> EXERCISE
Return each line exactly as written. Begin with the first line of the entries and end with the line that has "pub enum Lang".

· · · · ·

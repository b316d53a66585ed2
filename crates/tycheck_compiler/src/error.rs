//! Fatal checker failures.

use std::path::PathBuf;

use tycheck_config::ConfigError;

/// A failure that aborts a whole check pass.
#[derive(Debug, thiserror::Error)]
pub enum CompilationError {
    /// The project configuration could not be loaded.
    #[error("invalid project configuration: {0}")]
    Config(#[from] ConfigError),

    /// The project root does not exist or is not a directory.
    #[error("project root {0} is not a directory")]
    MissingRoot(PathBuf),

    /// A tree-sitter grammar could not be loaded.
    #[error("failed to load {lang} grammar: {reason}")]
    Language {
        /// Language name.
        lang: &'static str,
        /// Loader message.
        reason: String,
    },

    /// The parser produced no tree for a file.
    #[error("parser produced no tree for {path}")]
    Parse {
        /// The file being parsed.
        path: PathBuf,
    },
}
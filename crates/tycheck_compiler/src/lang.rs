//! Source language detection and tree-sitter grammar loading.

use std::path::Path;
use tree_sitter::Language;

/// Languages the checker parses.
#[derive(Debug, Clone, Copy, PartialEq, Eq, Hash)]
pub enum Lang {
    /// `.ts`, `.mts`, `.cts`, `.d.ts`
    TypeScript,
    /// `.tsx`
    Tsx,
    /// `.js`, `.jsx`, `.mjs`, `.cjs` (the JavaScript grammar covers JSX)
    JavaScript,
}

impl Lang {
    /// Detect language from file path extension.
    pub fn from_path(path: &Path) -> Option<Self> {
        let ext = path.extension().and_then(|e| e.to_str())?;
        Self::from_extension(ext)
    }

    /// Detect language from file extension string.
    pub fn from_extension(ext: &str) -> Option<Self> {
        match ext.to_ascii_lowercase().as_str() {
            "ts" | "mts" | "cts" => Some(Self::TypeScript),
            "tsx" => Some(Self::Tsx),
            "js" | "jsx" | "mjs" | "cjs" => Some(Self::JavaScript),
            _ => None,
        }
    }

    /// Get the tree-sitter grammar for this language.
    pub fn tree_sitter_language(&self) -> Language {
        match self {
            Self::TypeScript => tree_sitter_typescript::LANGUAGE_TYPESCRIPT.into(),
            Self::Tsx => tree_sitter_typescript::LANGUAGE_TSX.into(),
            Self::JavaScript => tree_sitter_javascript::LANGUAGE.into(),
        }
    }

    /// Returns `true` for languages whose exports are type-checked.
    pub fn is_typescript(&self) -> bool {
        matches!(self, Self::TypeScript | Self::Tsx)
    }

    /// Human-readable name.
    pub fn name(&self) -> &'static str {
        match self {
            Self::TypeScript => "typescript",
            Self::Tsx => "tsx",
            Self::JavaScript => "javascript",
        }
    }
}

/// Returns `true` if `path` names a declaration file (`.d.ts` and friends).
pub fn is_declaration_file(path: &Path) -> bool {
    path.file_name()
        .and_then(|n| n.to_str())
        .is_some_and(|n| n.ends_with(".d.ts") || n.ends_with(".d.mts") || n.ends_with(".d.cts"))
}
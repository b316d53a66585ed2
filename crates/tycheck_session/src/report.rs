//! The result of one check call.

use serde::Serialize;

/// Rendered diagnostics, or nothing when no errors remain after filtering.
///
/// Serializes as `{"diagnostics": "..."}`, or `{}` when clean.
#[derive(Debug, Clone, Default, PartialEq, Eq, Serialize)]
pub struct DiagnosticsReport {
    /// Diagnostics in `tsc --pretty` layout.
    #[serde(skip_serializing_if = "Option::is_none")]
    pub diagnostics: Option<String>,
}

impl DiagnosticsReport {
    /// A report without diagnostics.
    pub fn clean() -> Self {
        Self::default()
    }

    /// Returns `true` if no diagnostics were reported.
    pub fn is_clean(&self) -> bool {
        self.diagnostics.is_none()
    }
}

#[cfg(test)]
mod tests {
    use super::*;

    #[test]
    fn clean_report_serializes_empty() {
        let json = serde_json::to_string(&DiagnosticsReport::clean()).unwrap();
        assert_eq!(json, "{}");
    }

    #[test]
    fn diagnostics_are_a_string_field() {
        let report = DiagnosticsReport {
            diagnostics: Some("src/A.tsx:1:1 - error TS1005: ';' expected.\n".into()),
        };
        let value: serde_json::Value = serde_json::to_value(&report).unwrap();
        assert!(value["diagnostics"].as_str().unwrap().contains("TS1005"));
        assert!(!report.is_clean());
    }
}
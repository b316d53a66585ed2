//! Error types for cache operations.

use std::path::PathBuf;

/// Errors that can occur during cache operations.
///
/// Reads are fail-safe: a load that hits any of these errors falls back to an
/// empty cache. Writes propagate them so the caller can log the failure.
#[derive(Debug, thiserror::Error)]
pub enum CacheError {
    /// An I/O error occurred while reading or writing cache files.
    #[error("cache I/O error at {path}: {source}")]
    Io {
        /// The path that caused the error.
        path: PathBuf,
        /// The underlying I/O error.
        source: std::io::Error,
    },

    /// An artifact file has an invalid or missing header.
    #[error("invalid artifact header in {path}: {reason}")]
    InvalidHeader {
        /// The artifact file path.
        path: PathBuf,
        /// Description of the header problem.
        reason: String,
    },

    /// The stored checksum does not match the computed checksum of the payload.
    #[error("checksum mismatch in {path}: expected {expected}, got {actual}")]
    ChecksumMismatch {
        /// The artifact file path.
        path: PathBuf,
        /// The expected checksum from the header.
        expected: String,
        /// The actual checksum computed from the payload.
        actual: String,
    },

    /// The artifact format version does not match the current version.
    #[error("version mismatch in {path}: expected {expected}, got {actual}")]
    VersionMismatch {
        /// The artifact file path.
        path: PathBuf,
        /// The expected format version.
        expected: u32,
        /// The actual format version found in the file.
        actual: u32,
    },

    /// A serialization or deserialization error occurred.
    #[error("serialization error: {reason}")]
    Serialization {
        /// Description of the serialization failure.
        reason: String,
    },
}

· · · · ·

> EXERCISE ANSWER
repository b316d53a66585ed2
filename crates/tycheck_compiler/src/error.rs
//! Fatal checker failures.

use std::path::PathBuf;

use tycheck_config::ConfigError;

/// A failure that aborts a whole check pass.
#[derive(Debug, thiserror::Error)]
pub enum CompilationError {
    /// The project configuration could not be loaded.
    #[error("invalid project configuration: {0}")]
    Config(#[from] ConfigError),

    /// The project root does not exist or is not a directory.
    #[error("project root {0} is not a directory")]
    MissingRoot(PathBuf),

    /// A tree-sitter grammar could not be loaded.
    #[error("failed to load {lang} grammar: {reason}")]
    Language {
        /// Language name.
        lang: &'static str,
        /// Loader message.
        reason: String,
    },

    /// The parser produced no tree for a file.
    #[error("parser produced no tree for {path}")]
    Parse {
        /// The file being parsed.
        path: PathBuf,
    },
}
filename crates/tycheck_compiler/src/lang.rs
//! Source language detection and tree-sitter grammar loading.

use std::path::Path;
use tree_sitter::Language;

/// Languages the checker parses.
#[derive(Debug, Clone, Copy, PartialEq, Eq, Hash)]
pub enum Lang {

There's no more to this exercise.